NICOLÁS TOMASINI; MARIA MERCEDES MONJE RUMI; JUAN JOSÉ LAUTHIER; PAULA G. RAGONE; ANAHÍ M. ALBERTI DAMATO; MIGUEL A. BASOMBRÍO; PATRICIO DIOSQUE

Rosario

Congreso; IX Congreso Argentino de Protozoología y Enfermedades Parasitarias; 2011

Sociedad Argentina de Protozoologia

Trypanosoma cruzi, presenta un considerable polimorfismo genético. Una subdivisión en 6 linajes ha sido propuesta (TcI a TcVI). La identificación de los linajes de T. cruzi que circulan en diferentes áreas y hospedadores es importante para comprender el rol de los diferentes reservorios y vectores, como así también poder evaluar la posible influencia de los genotipos del parásito en las manifestaciones clínicas de la enfermedad de Chagas. Nuestro grupo de trabajo, ha mostrado previamente que TcV se encuentra asociado a humanos, TcVI a perros y TcI principalmente relacionado a Didelphis albiventris en áreas rurales de la provincia de Chaco. Estos resultados fueron obtenidos a partir de aislados mediante Multilocus Enzyme Electrophoresis (MLEE). Sin embargo, los linajes identificados podrían no representar la totalidad de clones presentes en cada hospedador debido a la selección de clones durante el proceso de cultivo. Particularmente, TcI fue aislado por nuestro grupo a partir de Triatominos del intra-domicilio en múltiples oportunidades y también ocasionalmente en perros. Sin embargo, no ha podido ser identificado en muestras de sangre humana. Técnicas de tipificación directa resultarían más adecuadas para estudiar el problema. La PCR de la región intergénica del gen mini-exón es una herramienta que muestra un particular interés para este propósito. Esto se debe a que esta región presenta múltiples copias en el genoma del parásito, permite identificar a TcI y mediante su secuenciación identificar distintos sub-grupos o genotipos dentro del linaje.

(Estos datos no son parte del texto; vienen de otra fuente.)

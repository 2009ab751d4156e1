// Copyright (c) 2025 Geoffrey Huntley <ghuntley@ghuntley.com>. All rights reserved.
// SPDX-License-Identifier: Proprietary

use std::sync::atomic::{AtomicBool, Ordering};
use std::sync::Arc;
use std::thread;

use warden_authz::{
	Actor, ActorId, ActorKind, DecisionEngine, DecisionReason, DecisionRequest, Effect,
	PolicyDefinition, Role, SnapshotBuilder, SnapshotStore, Tenant, TenantId,
};

use super::support::{builder, TestEngine};

const PUBLISHES: u64 = 200;

/// Odd versions grant through role `reader-odd`, even versions through
/// `reader-even` plus an allow policy. A reader that ever saw fields from two
/// versions would report a reason that disagrees with the version parity.
fn generation(tenant: TenantId, actor: ActorId, odd: bool) -> SnapshotBuilder {
	let name = if odd { "reader-odd" } else { "reader-even" };
	let role = Role::new(tenant, name, &["ticket:read"]);
	let role_id = role.id;

	let mut builder = SnapshotBuilder::new()
		.tenant(Tenant::new(tenant, "acme"))
		.actor(Actor::human(actor))
		.role(role)
		.membership(actor, tenant, role_id);
	if !odd {
		builder = builder.policy(PolicyDefinition::new(tenant, Effect::Allow, &["ticket:read"]));
	}
	builder
}

#[test]
fn test_readers_never_observe_mixed_snapshot() {
	let tenant = TenantId::generate();
	let actor = ActorId::generate();
	let store = Arc::new(SnapshotStore::from_builder(generation(tenant, actor, true)).unwrap());
	let engine = DecisionEngine::new(store.clone());
	let done = AtomicBool::new(false);

	thread::scope(|s| {
		for _ in 0..4 {
			s.spawn(|| {
				let request = DecisionRequest::new(actor, ActorKind::Human, "ticket:read", tenant, "ticket");
				let mut observed = 0u64;
				while !done.load(Ordering::Acquire) {
					let decision = engine.decide(&request);
					assert!(decision.allowed);

					let odd = decision.snapshot_version % 2 == 1;
					let expected_role = if odd { "reader-odd" } else { "reader-even" };
					assert_eq!(
						decision.reason,
						DecisionReason::Role(expected_role.to_string()),
						"version {} reported {}",
						decision.snapshot_version,
						decision.reason
					);
					assert_eq!(decision.matched.policies.len(), usize::from(!odd));
					assert!(decision.snapshot_version >= observed, "versions never go backwards");
					observed = decision.snapshot_version;

					let snapshot = store.current();
					let t = snapshot.tenant(tenant).unwrap();
					assert_eq!(t.roles().len(), 1);
					assert_eq!(t.policies().len(), usize::from(snapshot.version() % 2 == 0));
				}
			});
		}

		s.spawn(|| {
			for version in 2..=PUBLISHES {
				let published = store
					.publish(generation(tenant, actor, version % 2 == 1))
					.unwrap();
				assert_eq!(published, version);
			}
			done.store(true, Ordering::Release);
		});
	});

	assert_eq!(store.current().version(), PUBLISHES);
}

#[test]
fn test_in_flight_snapshot_survives_publish() {
	let app = TestEngine::new();
	let f = &app.fixtures;
	let before = app.store.current();

	let mut republished = builder(f);
	republished = republished.role(Role::new(f.tenant, "late", &["ticket:*"]));
	app.store.publish(republished).unwrap();

	assert_eq!(before.version(), 1);
	assert!(before.tenant(f.tenant).unwrap().role_by_name("late").is_none());
	assert_eq!(app.store.current().version(), 2);
	assert!(app
		.store
		.current()
		.tenant(f.tenant)
		.unwrap()
		.role_by_name("late")
		.is_some());
}

#[test]
fn test_rejected_snapshot_is_not_published() {
	let app = TestEngine::new();
	let f = &app.fixtures;

	let mut cyclic_a = Role::new(f.tenant, "cyclic-a", &[]);
	let cyclic_b = Role::new(f.tenant, "cyclic-b", &[]).inheriting(cyclic_a.id);
	cyclic_a.inherits_from = Some(cyclic_b.id);

	let result = app.store.publish(builder(f).role(cyclic_a).role(cyclic_b));
	assert!(result.is_err());
	assert_eq!(app.store.current().version(), 1);

	let decision = app.engine.decide(&DecisionRequest::new(
		f.alice,
		ActorKind::Human,
		"ticket:read",
		f.tenant,
		"ticket",
	));
	assert!(decision.allowed);
	assert_eq!(decision.snapshot_version, 1);
}
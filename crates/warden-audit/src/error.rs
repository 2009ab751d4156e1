// Copyright (c) 2025 Geoffrey Huntley <ghuntley@ghuntley.com>. All rights reserved.
// SPDX-License-Identifier: Proprietary

use thiserror::Error;

pub type AuditResult<T> = Result<T, AuditError>;

#[derive(Error, Debug)]
pub enum AuditError {
	#[error("event queue is at capacity")]
	QueueFull,

	#[error("sink '{sink}' error: {source}")]
	SinkError {
		sink: String,
		#[source]
		source: AuditSinkError,
	},

	#[error("configuration error: {0}")]
	ConfigError(String),

	#[error("service is shutting down")]
	Shutdown,
}

#[derive(Error, Debug)]
pub enum AuditSinkError {
	#[error("transient error: {0}")]
	Transient(String),

	#[error("permanent error: {0}")]
	Permanent(String),
}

En este trabajo se evaluó el límite de detección de la PCR de TcI, y de una variante de PCR semianidada, para diluciones seriadas en agua miliQ de cantidades conocidas de ADN de parásito, diluciones seriadas de ADN de parásito en muestras de sangre y diluciones seriadas de parásitos en sangre. Pudimos observar un límite de detección de 1 fg, similar al obtenido por PCR diagnóstica (primers 121-122). Considerando estos resultados, estamos evaluando la presencia de TcI en muestras de sangre positivas por serología provenientes de nuestra área de estudio, utilizando este marcador.